WHAT YOU NEED TO DO: What is the number of lines in the listing below that include the string "Option"? Answer with that number alone.
----- GIVEN RECORDS -----
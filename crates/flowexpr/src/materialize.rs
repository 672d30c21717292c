//! Type-specialised construction of graph nodes from compiled expressions.

use std::fmt;
use std::sync::Arc;

use dashmap::DashMap;
use rustc_hash::FxHashMap;
use smol_str::SmolStr;

use crate::activity::{ExpressionActivity, ExpressionKind};
use crate::error::RecompileError;
use crate::types::{TypeId, TypeUniverse};

/// Builds value and reference nodes for one result type.
pub trait ExpressionFactory: Send + Sync {
    fn create_value(&self, expression_text: &str) -> Result<ExpressionActivity, RecompileError>;

    fn create_reference(&self, expression_text: &str) -> Result<ExpressionActivity, RecompileError>;
}

/// Produces text-expression nodes in one language, typed to `result_type`.
#[derive(Debug, Clone)]
pub struct TextExpressionFactory {
    result_type: TypeId,
    language: SmolStr,
}

impl TextExpressionFactory {
    pub fn new(result_type: TypeId, language: impl Into<SmolStr>) -> Self {
        Self {
            result_type,
            language: language.into(),
        }
    }
}

impl ExpressionFactory for TextExpressionFactory {
    fn create_value(&self, expression_text: &str) -> Result<ExpressionActivity, RecompileError> {
        Ok(ExpressionActivity::new(
            ExpressionKind::Value,
            self.result_type,
            &self.language,
            expression_text,
        ))
    }

    fn create_reference(&self, expression_text: &str) -> Result<ExpressionActivity, RecompileError> {
        Ok(ExpressionActivity::new(
            ExpressionKind::Reference,
            self.result_type,
            &self.language,
            expression_text,
        ))
    }
}

pub type FactoryConstructor =
    Arc<dyn Fn(TypeId, &TypeUniverse) -> Option<Arc<dyn ExpressionFactory>> + Send + Sync>;

/// Resolves the factory for a result type.
///
/// Explicit registrations win. Otherwise the family constructor runs once per
/// type and its result is cached; a type it refuses is never cached.
#[derive(Clone)]
pub struct FactoryRegistry {
    explicit: FxHashMap<TypeId, Arc<dyn ExpressionFactory>>,
    family: FactoryConstructor,
    cache: Arc<DashMap<TypeId, Arc<dyn ExpressionFactory>>>,
}

impl fmt::Debug for FactoryRegistry {
    fn fmt(&self, f: &mut fmt::Formatter<'_>) -> fmt::Result {
        f.debug_struct("FactoryRegistry")
            .field("explicit", &self.explicit.len())
            .field("cached", &self.cache.len())
            .finish()
    }
}

impl FactoryRegistry {
    /// Registry whose family constructor builds [`TextExpressionFactory`]s for `language`.
    pub fn text(language: impl Into<SmolStr>) -> Self {
        let language = language.into();
        Self::with_family(Arc::new(move |ty, universe: &TypeUniverse| {
            if universe.contains_generic_parameters(ty) {
                return None;
            }
            let factory: Arc<dyn ExpressionFactory> = Arc::new(TextExpressionFactory::new(ty, language.clone()));
            Some(factory)
        }))
    }

    pub fn with_family(family: FactoryConstructor) -> Self {
        Self {
            explicit: FxHashMap::default(),
            family,
            cache: Arc::new(DashMap::new()),
        }
    }

    pub fn register(&mut self, ty: TypeId, factory: Arc<dyn ExpressionFactory>) {
        self.explicit.insert(ty, factory);
    }

    pub fn resolve(
        &self,
        ty: TypeId,
        universe: &TypeUniverse,
    ) -> Result<Arc<dyn ExpressionFactory>, RecompileError> {
        if universe.get(ty).is_none() {
            return Err(RecompileError::UnknownType);
        }
        if let Some(factory) = self.explicit.get(&ty) {
            return Ok(Arc::clone(factory));
        }
        if let Some(factory) = self.cache.get(&ty) {
            return Ok(Arc::clone(factory.value()));
        }

        let factory = (self.family)(ty, universe).ok_or_else(|| RecompileError::FactoryUnavailable {
            type_name: universe.full_name(ty),
        })?;
        tracing::trace!(ty = %universe.full_name(ty), "caching expression factory");
        Ok(Arc::clone(self.cache.entry(ty).or_insert(factory).value()))
    }

    pub fn cached_len(&self) -> usize {
        self.cache.len()
    }
}

/// Builds the node for `expression_text`, specialised to `resolved_type`.
pub fn materialize(
    registry: &FactoryRegistry,
    universe: &TypeUniverse,
    resolved_type: TypeId,
    kind: ExpressionKind,
    expression_text: &str,
) -> Result<ExpressionActivity, RecompileError> {
    let factory = registry.resolve(resolved_type, universe)?;
    let activity = match kind {
        ExpressionKind::Value => factory.create_value(expression_text)?,
        ExpressionKind::Reference => factory.create_reference(expression_text)?,
    };

    if activity.result_type != resolved_type || activity.kind != kind {
        return Err(RecompileError::FactoryFailed {
            type_name: universe.full_name(resolved_type),
            reason: format!(
                "factory produced a {:?} node of type `{}`",
                activity.kind,
                universe.full_name(activity.result_type)
            ),
        });
    }
    Ok(activity)
}
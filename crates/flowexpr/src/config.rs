//! Engine configuration and the default-assembly set.

use std::path::Path;
use std::sync::{Arc, OnceLock};

use rustc_hash::FxHashSet;
use serde::Deserialize;
use smol_str::SmolStr;
use thiserror::Error;

use crate::types::{TypeId, TypeUniverse};

/// Assemblies whose types are available to every expression without an import.
pub const BUILTIN_DEFAULT_ASSEMBLIES: &[&str] = &[
    "System.Private.CoreLib",
    "System.Runtime",
    "System.Collections",
    "System.Linq",
    "System.Linq.Expressions",
    "System.ObjectModel",
    "mscorlib",
    "System",
    "System.Core",
];

#[derive(Debug, Error)]
pub enum ConfigError {
    #[error("Failed to read configuration file: {0}")]
    Io(#[from] std::io::Error),
    #[error("Invalid configuration: {0}")]
    Parse(#[from] toml::de::Error),
}

#[derive(Debug, Clone, Default, Deserialize, PartialEq)]
#[serde(default, rename_all = "kebab-case")]
pub struct EngineConfig {
    /// Simple names of the default assemblies. `None` selects the built-in set.
    pub default_assemblies: Option<Vec<SmolStr>>,
}

impl EngineConfig {
    pub fn from_toml_str(source: &str) -> Result<Self, ConfigError> {
        Ok(toml::from_str(source)?)
    }

    pub fn from_file(path: &Path) -> Result<Self, ConfigError> {
        Self::from_toml_str(&std::fs::read_to_string(path)?)
    }

    pub fn default_assemblies(&self) -> DefaultAssemblies {
        match &self.default_assemblies {
            Some(names) => DefaultAssemblies::new(names.iter().cloned()),
            None => DefaultAssemblies::shared(),
        }
    }
}

/// Immutable set of default assembly names. Cloning shares the underlying set.
#[derive(Debug, Clone, PartialEq, Eq)]
pub struct DefaultAssemblies {
    names: Arc<FxHashSet<SmolStr>>,
}

impl DefaultAssemblies {
    pub fn new(names: impl IntoIterator<Item = SmolStr>) -> Self {
        Self {
            names: Arc::new(names.into_iter().collect()),
        }
    }

    /// The process-wide built-in set, populated on first use.
    pub fn shared() -> Self {
        static SHARED: OnceLock<DefaultAssemblies> = OnceLock::new();
        SHARED
            .get_or_init(|| Self::new(BUILTIN_DEFAULT_ASSEMBLIES.iter().map(|n| SmolStr::new(n))))
            .clone()
    }

    pub fn contains(&self, assembly_name: &str) -> bool {
        self.names.contains(assembly_name)
    }

    /// Whether the assembly defining `ty` is a default one.
    pub fn defines(&self, universe: &TypeUniverse, ty: TypeId) -> bool {
        universe
            .assembly_of(ty)
            .is_some_and(|assembly| self.contains(&assembly.name.name))
    }

    pub fn len(&self) -> usize {
        self.names.len()
    }

    pub fn is_empty(&self) -> bool {
        self.names.is_empty()
    }
}

impl Default for DefaultAssemblies {
    fn default() -> Self {
        Self::shared()
    }
}

#[cfg(test)]
mod tests {
    use super::*;

    #[test]
    fn test_shared_set_is_stable() {
        let a = DefaultAssemblies::shared();
        let b = DefaultAssemblies::shared();
        assert!(Arc::ptr_eq(&a.names, &b.names));
        assert!(a.contains("System.Private.CoreLib"));
        assert!(!a.contains("Contoso.Crm"));
        assert_eq!(a.len(), BUILTIN_DEFAULT_ASSEMBLIES.len());
    }

    #[test]
    fn test_shared_set_concurrent_init() {
        let handles: Vec<_> = (0..8)
            .map(|_| std::thread::spawn(|| DefaultAssemblies::shared().len()))
            .collect();
        for handle in handles {
            assert_eq!(handle.join().ok(), Some(BUILTIN_DEFAULT_ASSEMBLIES.len()));
        }
    }

    #[test]
    fn test_config_from_toml() {
        let config = EngineConfig::from_toml_str(
            r#"
            default-assemblies = ["System.Private.CoreLib", "Contoso.Shared"]
            "#,
        );
        assert!(config.is_ok());
        let defaults = config.map(|c| c.default_assemblies()).unwrap_or_default();
        assert!(defaults.contains("Contoso.Shared"));
        assert!(!defaults.contains("System.Linq"));
        assert_eq!(defaults.len(), 2);
    }

    #[test]
    fn test_config_empty_uses_builtin() {
        let config = EngineConfig::from_toml_str("");
        assert_eq!(config.ok(), Some(EngineConfig::default()));
        assert_eq!(EngineConfig::default().default_assemblies(), DefaultAssemblies::shared());
    }

    #[test]
    fn test_config_rejects_bad_toml() {
        assert!(matches!(
            EngineConfig::from_toml_str("default-assemblies = 3"),
            Err(ConfigError::Parse(_))
        ));
    }

    #[test]
    fn test_defines() {
        let universe = TypeUniverse::new();
        let defaults = DefaultAssemblies::shared();
        assert!(defaults.defines(&universe, universe.core().int32));
        assert!(DefaultAssemblies::new([]).is_empty());
        assert!(!DefaultAssemblies::new([]).defines(&universe, universe.core().int32));
    }
}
-----
RESULT OF THIS EXERCISE: 2